And now, what will happen in the event of Ananka’s tomb being desecrated having been explained to us, it’s naturally time to meet the people who will desecrate it – and for The Mummy’s Hand to take a painful turn. The opening credits to this film contain three dead give-aways as to its nature, in the names of director Christy Cabanne and screenwriters Griffin Jay and Maxwell Shane. Cabanne was a former writer and stage director who had graduated to silent film acting and from there to directing; over time he would become one of the most prolific directors in the history of Hollywood. Jay, meanwhile, had learned his trade writing serials; while Shane, although he would go on to produce the Boris Karloff TV series Thriller, had his greatest success writing radio comedies.

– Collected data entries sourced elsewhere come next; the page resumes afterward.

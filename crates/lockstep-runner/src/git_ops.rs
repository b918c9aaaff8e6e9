use std::path::Path;
use std::process::Command;

use anyhow::{Context, Result};
use tracing::debug;

#[derive(Debug, Clone, PartialEq, Eq)]
pub struct CommitterIdentity {
    pub name: String,
    pub email: String,
}

/// The version-control surface used to snapshot a project after each operation.
pub trait VersionControl {
    fn init(&self, repo_root: &Path, branch: &str) -> Result<()>;
    fn set_identity(&self, repo_root: &Path, identity: &CommitterIdentity) -> Result<()>;
    /// True when the working tree has staged, unstaged, or untracked changes.
    fn is_dirty(&self, repo_root: &Path) -> Result<bool>;
    fn stage_all(&self, repo_root: &Path) -> Result<()>;
    fn commit(&self, repo_root: &Path, message: &str) -> Result<()>;
    fn short_head_id(&self, repo_root: &Path) -> Result<String>;
}

#[derive(Debug, Clone)]
pub struct GitCli {
    program: String,
}

impl Default for GitCli {
    fn default() -> Self {
        Self::new("git")
    }
}

impl GitCli {
    pub fn new(program: impl Into<String>) -> Self {
        Self {
            program: program.into(),
        }
    }

    fn base_command(&self) -> Command {
        let mut command = Command::new(&self.program);
        command
            .arg("-c")
            .arg("core.autocrlf=false")
            .arg("-c")
            .arg("core.eol=lf");
        if cfg!(windows) {
            command.arg("-c").arg("core.longpaths=true");
        }
        command
    }

    fn run(&self, repo_root: &Path, args: &[&str]) -> Result<String> {
        debug!(repo = %repo_root.display(), "git {}", args.join(" "));
        let output = self
            .base_command()
            .args(args)
            .current_dir(repo_root)
            .output()
            .with_context(|| {
                format!(
                    "external-tool-launch-failed: could not launch {} {} in {}",
                    self.program,
                    args.join(" "),
                    repo_root.display()
                )
            })?;
        if !output.status.success() {
            anyhow::bail!(
                "external-tool-failed: {} {} failed in {}: {}",
                self.program,
                args.join(" "),
                repo_root.display(),
                String::from_utf8_lossy(&output.stderr).trim()
            );
        }

        String::from_utf8(output.stdout).with_context(|| {
            format!(
                "external-tool-failed: {} {} produced non-UTF-8 output",
                self.program,
                args.join(" ")
            )
        })
    }
}

impl VersionControl for GitCli {
    fn init(&self, repo_root: &Path, branch: &str) -> Result<()> {
        self.run(repo_root, &["init", "--quiet", "-b", branch])
            .map(drop)
    }

    fn set_identity(&self, repo_root: &Path, identity: &CommitterIdentity) -> Result<()> {
        self.run(repo_root, &["config", "user.name", &identity.name])?;
        self.run(repo_root, &["config", "user.email", &identity.email])
            .map(drop)
    }

    fn is_dirty(&self, repo_root: &Path) -> Result<bool> {
        let status = self.run(repo_root, &["status", "--porcelain", "--untracked-files=all"])?;
        Ok(!status.trim().is_empty())
    }

    fn stage_all(&self, repo_root: &Path) -> Result<()> {
        self.run(repo_root, &["add", "--all"]).map(drop)
    }

    fn commit(&self, repo_root: &Path, message: &str) -> Result<()> {
        self.run(repo_root, &["commit", "--quiet", "--no-verify", "-m", message])
            .map(drop)
    }

    fn short_head_id(&self, repo_root: &Path) -> Result<String> {
        let output = self.run(repo_root, &["rev-parse", "--short", "HEAD"])?;
        let commit_id = output.trim().to_string();
        validate_short_commit_id(&commit_id).with_context(|| {
            format!(
                "external-tool-failed: git rev-parse returned an invalid HEAD id in {}",
                repo_root.display()
            )
        })?;
        Ok(commit_id)
    }
}

pub fn validate_short_commit_id(commit_id: &str) -> Result<()> {
    if commit_id.len() < 4 || commit_id.len() > 64 {
        anyhow::bail!("commit id has unexpected length: '{commit_id}'");
    }
    if !commit_id.chars().all(|ch| ch.is_ascii_hexdigit()) {
        anyhow::bail!("commit id contains non-hex characters: '{commit_id}'");
    }
    Ok(())
}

What the three men had most in common, however, was not their vision or originality, but their ability to work quickly, efficiently and inexpensively. They were, in short, exactly what the new owners of Universal Studios were looking for in 1940. (This period actually represented a high point for Cabanne and Jay: the former would end up at Monogram, and the latter at PRC.) It is, therefore, not surprising that both the characterisations and the action of The Mummy’s Hand are rendered in broad strokes—and nor is it that we should find amongst the supporting cast an Odious Comic Relief in the form of Babe Jenson, played by Wallace Ford.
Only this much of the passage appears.